Take a deep breath. Remember all the advice from practical educational books I've read recently. Repeat: Less is more. I can do this.

What really made a strong impression on my homeschooling plans was reading Ben Franklin's autobiography last year. Ben taught himself for the most part, and the description of his education is a virtual blueprint for autodidacts and homeschool teachers. A few great books, a thirst for knowledge, and writing by imitation were all he needed. Again and again I've read how simplifying and streamlining your studies is key to a basic, solid education: Tracy Lee Simmons in Climbing Parnassus, Oliver Van DeMille in A Thomas Jefferson Education, Mortimer Adler in The Paideia Proposal. I get it. I agree with it. I advocate it. So why am I still not practicing what I preach?

I was trying to justify my decision to use Rod & Staff along with Classical Writing next year because integrating Harvey's Elementary Grammar would require more prep work on my part. Rationalizing a fear of leaving some critical gap in my children's understanding of grammar, I now believe my reluctance to stick to my initial plan of CW + Harvey's has more to do with laziness.

After our first year of homeschooling spending a small fortune on texts and enrichment materials trying to cover every single possible area of study, I started to realize I could condense many of these lessons. Art, music, philosophy, science, all these fit neatly into history; that's what The Well Trained Mind taught me. I already knew that, but for some reason I still felt the necessity to focus more attention on each subject and have separate sets of books for each discipline.
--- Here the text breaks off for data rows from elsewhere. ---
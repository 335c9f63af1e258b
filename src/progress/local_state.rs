//! 本地状态文件
//!
//! 把已完成键集合持久化为 JSON 文件，在网络后端都不可达时作为最后的兜底，
//! 同时用于启动时预热内存集合
//!
//! ## 文件格式
//!
//! ```json
//! { "completed": ["crawl_status:novel_list:list_page:1", "..."] }
//! ```
//!
//! 列表按字典序排列；写入时先写 `<path>.tmp` 再原子重命名

use std::collections::{BTreeSet, HashSet};
use std::ffi::OsString;
use std::fs::{self, File};
use std::io::{self, BufWriter, Write};
use std::path::{Path, PathBuf};

use parking_lot::Mutex;
use serde::Serialize;
use tracing::{debug, info, warn};

use super::types::StatusKey;

#[derive(Serialize)]
struct StateFile<'a> {
    completed: &'a BTreeSet<String>,
}

/// 本地已完成键存储
///
/// 内部锁同时保护内存集合与文件读写；`add` / `extend` 只修改内存，
/// 需要调用 `save` 才会落盘
pub struct LocalStateStore {
    path: PathBuf,
    completed: Mutex<BTreeSet<String>>,
}

impl std::fmt::Debug for LocalStateStore {
    fn fmt(&self, f: &mut std::fmt::Formatter<'_>) -> std::fmt::Result {
        f.debug_struct("LocalStateStore")
            .field("path", &self.path)
            .field("completed_count", &self.len())
            .finish()
    }
}

impl LocalStateStore {
    pub fn new(path: impl Into<PathBuf>) -> Self {
        Self {
            path: path.into(),
            completed: Mutex::new(BTreeSet::new()),
        }
    }

    pub fn path(&self) -> &Path {
        &self.path
    }

    /// 从磁盘加载已完成键
    ///
    /// 文件不存在、JSON 损坏或 `completed` 不是数组时重置为空集合，从不返回错误
    pub fn load(&self) {
        let mut completed = self.completed.lock();

        if !self.path.exists() {
            completed.clear();
            return;
        }

        *completed = match read_completed(&self.path) {
            Ok(items) => items,
            Err(e) => {
                warn!("本地状态文件不可用，重置为空: {:?}, 错误: {}", self.path, e);
                BTreeSet::new()
            }
        };

        info!(
            "已加载本地状态文件: {:?} ({} 个已完成键)",
            self.path,
            completed.len()
        );
    }

    /// 原子写入当前集合
    ///
    /// IO 错误直接返回给调用方
    pub fn save(&self) -> io::Result<()> {
        let completed = self.completed.lock();

        if let Some(parent) = self.path.parent() {
            if !parent.as_os_str().is_empty() && !parent.exists() {
                fs::create_dir_all(parent)?;
            }
        }

        let temp_path = temp_path_for(&self.path);
        let file = File::create(&temp_path)?;
        let mut writer = BufWriter::new(file);
        serde_json::to_writer(&mut writer, &StateFile { completed: &completed })
            .map_err(|e| io::Error::new(io::ErrorKind::InvalidData, e))?;
        writer.flush()?;
        drop(writer);

        fs::rename(&temp_path, &self.path)?;

        debug!(
            "已保存本地状态文件: {:?} ({} 个已完成键)",
            self.path,
            completed.len()
        );
        Ok(())
    }

    pub fn add(&self, key: &StatusKey) {
        self.completed.lock().insert(key.cache_key());
    }

    pub fn extend<'a, I>(&self, keys: I)
    where
        I: IntoIterator<Item = &'a StatusKey>,
    {
        let mut completed = self.completed.lock();
        completed.extend(keys.into_iter().map(StatusKey::cache_key));
    }

    pub fn is_completed(&self, key: &StatusKey) -> bool {
        self.completed.lock().contains(&key.cache_key())
    }

    /// 当前集合的副本（无法解析为状态键的条目被忽略）
    pub fn snapshot(&self) -> HashSet<StatusKey> {
        self.completed
            .lock()
            .iter()
            .filter_map(|raw| StatusKey::from_cache_key(raw))
            .collect()
    }

    pub fn len(&self) -> usize {
        self.completed.lock().len()
    }

    pub fn is_empty(&self) -> bool {
        self.len() == 0
    }

    /// 清空内存集合并删除状态文件（维护操作）
    ///
    /// 返回文件是否存在并被删除
    pub fn clear(&self) -> io::Result<bool> {
        let mut completed = self.completed.lock();
        completed.clear();

        match fs::remove_file(&self.path) {
            Ok(()) => Ok(true),
            Err(e) if e.kind() == io::ErrorKind::NotFound => Ok(false),
            Err(e) => Err(e),
        }
    }
}

fn temp_path_for(path: &Path) -> PathBuf {
    let mut raw: OsString = path.as_os_str().to_owned();
    raw.push(".tmp");
    PathBuf::from(raw)
}

fn read_completed(path: &Path) -> io::Result<BTreeSet<String>> {
    let content = fs::read_to_string(path)?;
    let value: serde_json::Value = serde_json::from_str(&content)
        .map_err(|e| io::Error::new(io::ErrorKind::InvalidData, e))?;

    let items = match value.get("completed") {
        Some(serde_json::Value::Array(items)) => items,
        _ => return Ok(BTreeSet::new()),
    };

    Ok(items
        .iter()
        .map(|item| match item {
            serde_json::Value::String(s) => s.clone(),
            other => other.to_string(),
        })
        .collect())
}

#[cfg(test)]
mod tests {
    use super::*;
    use proptest::prelude::*;
    use tempfile::TempDir;

    fn setup_temp_dir() -> TempDir {
        TempDir::new().expect("Failed to create temp dir")
    }

    fn key(id: &str) -> StatusKey {
        StatusKey::new("novel_detail", "detail_page", id)
    }

    #[test]
    fn test_load_missing_file() {
        let temp_dir = setup_temp_dir();
        let store = LocalStateStore::new(temp_dir.path().join("state/progress.json"));
        store.add(&key("1"));

        store.load();
        assert!(store.is_empty());
    }

    #[test]
    fn test_save_and_reload() {
        let temp_dir = setup_temp_dir();
        let path = temp_dir.path().join("state/progress.json");

        let store = LocalStateStore::new(&path);
        store.add(&key("100818"));
        store.extend(&[key("2"), key("1")]);
        store.save().unwrap();

        // 不残留临时文件
        assert!(!temp_path_for(&path).exists());

        let content = fs::read_to_string(&path).unwrap();
        let value: serde_json::Value = serde_json::from_str(&content).unwrap();
        let listed: Vec<&str> = value["completed"]
            .as_array()
            .unwrap()
            .iter()
            .map(|v| v.as_str().unwrap())
            .collect();
        assert_eq!(
            listed,
            vec![
                "crawl_status:novel_detail:detail_page:1",
                "crawl_status:novel_detail:detail_page:100818",
                "crawl_status:novel_detail:detail_page:2",
            ]
        );

        let reloaded = LocalStateStore::new(&path);
        reloaded.load();
        assert!(reloaded.is_completed(&key("100818")));
        assert_eq!(reloaded.snapshot(), store.snapshot());
    }

    #[test]
    fn test_load_corrupted_file() {
        let temp_dir = setup_temp_dir();
        let path = temp_dir.path().join("progress.json");

        fs::write(&path, "{ not json").unwrap();
        let store = LocalStateStore::new(&path);
        store.load();
        assert!(store.is_empty());

        // completed 字段不是数组
        fs::write(&path, r#"{"completed": "crawl_status:a:b:c"}"#).unwrap();
        store.load();
        assert!(store.is_empty());

        // 顶层不是对象
        fs::write(&path, r#"["crawl_status:a:b:c"]"#).unwrap();
        store.load();
        assert!(store.is_empty());
    }

    #[test]
    fn test_save_error_is_visible() {
        let temp_dir = setup_temp_dir();
        // 父路径是一个普通文件，无法创建目录
        let blocker = temp_dir.path().join("blocker");
        fs::write(&blocker, "x").unwrap();

        let store = LocalStateStore::new(blocker.join("progress.json"));
        store.add(&key("1"));
        assert!(store.save().is_err());
    }

    #[test]
    fn test_clear_removes_file() {
        let temp_dir = setup_temp_dir();
        let path = temp_dir.path().join("progress.json");
        let store = LocalStateStore::new(&path);
        store.add(&key("1"));
        store.save().unwrap();

        assert!(store.clear().unwrap());
        assert!(!path.exists());
        assert!(store.is_empty());
        assert!(!store.clear().unwrap());
    }

    proptest! {
        #[test]
        fn prop_save_load_preserves_set(ids in proptest::collection::hash_set("[0-9]{1,9}", 0..40)) {
            let temp_dir = setup_temp_dir();
            let path = temp_dir.path().join("progress.json");

            let store = LocalStateStore::new(&path);
            let keys: Vec<StatusKey> = ids.iter().map(|id| key(id)).collect();
            store.extend(&keys);
            store.save().unwrap();

            let reloaded = LocalStateStore::new(&path);
            reloaded.load();
            let expected: HashSet<StatusKey> = keys.into_iter().collect();
            prop_assert_eq!(reloaded.snapshot(), expected);
        }
    }
}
Classic literature and art books are never a waste of money or bookshelves, but most of the rest probably were and could have easily been done without. The advantages of paring down were obvious, but I was still trying to cover at least thirteen different courses.

It's time to put my plan to the test. As comfortable as I am with Rod & Staff, I am not going to spend the extra money on a new set of books for each child. I will not rely on a book just because the answers are right in front of me or the tests are neatly packaged or because determining credits for transcripts is easier when you can reference the publisher's official graded title. I am not going to start adding unnecessary separate courses. I will not fall back into that trap again.

Classical Writing can incorporate writing, grammar, spelling, vocabulary, logic, rhetoric, and can be applied to science, history, and literature. That was the number one attraction. And even that is overdoing it according to Climbing Parnassus. Simmons explains that just studying classical languages makes learning English grammar redundant. Why worry about it?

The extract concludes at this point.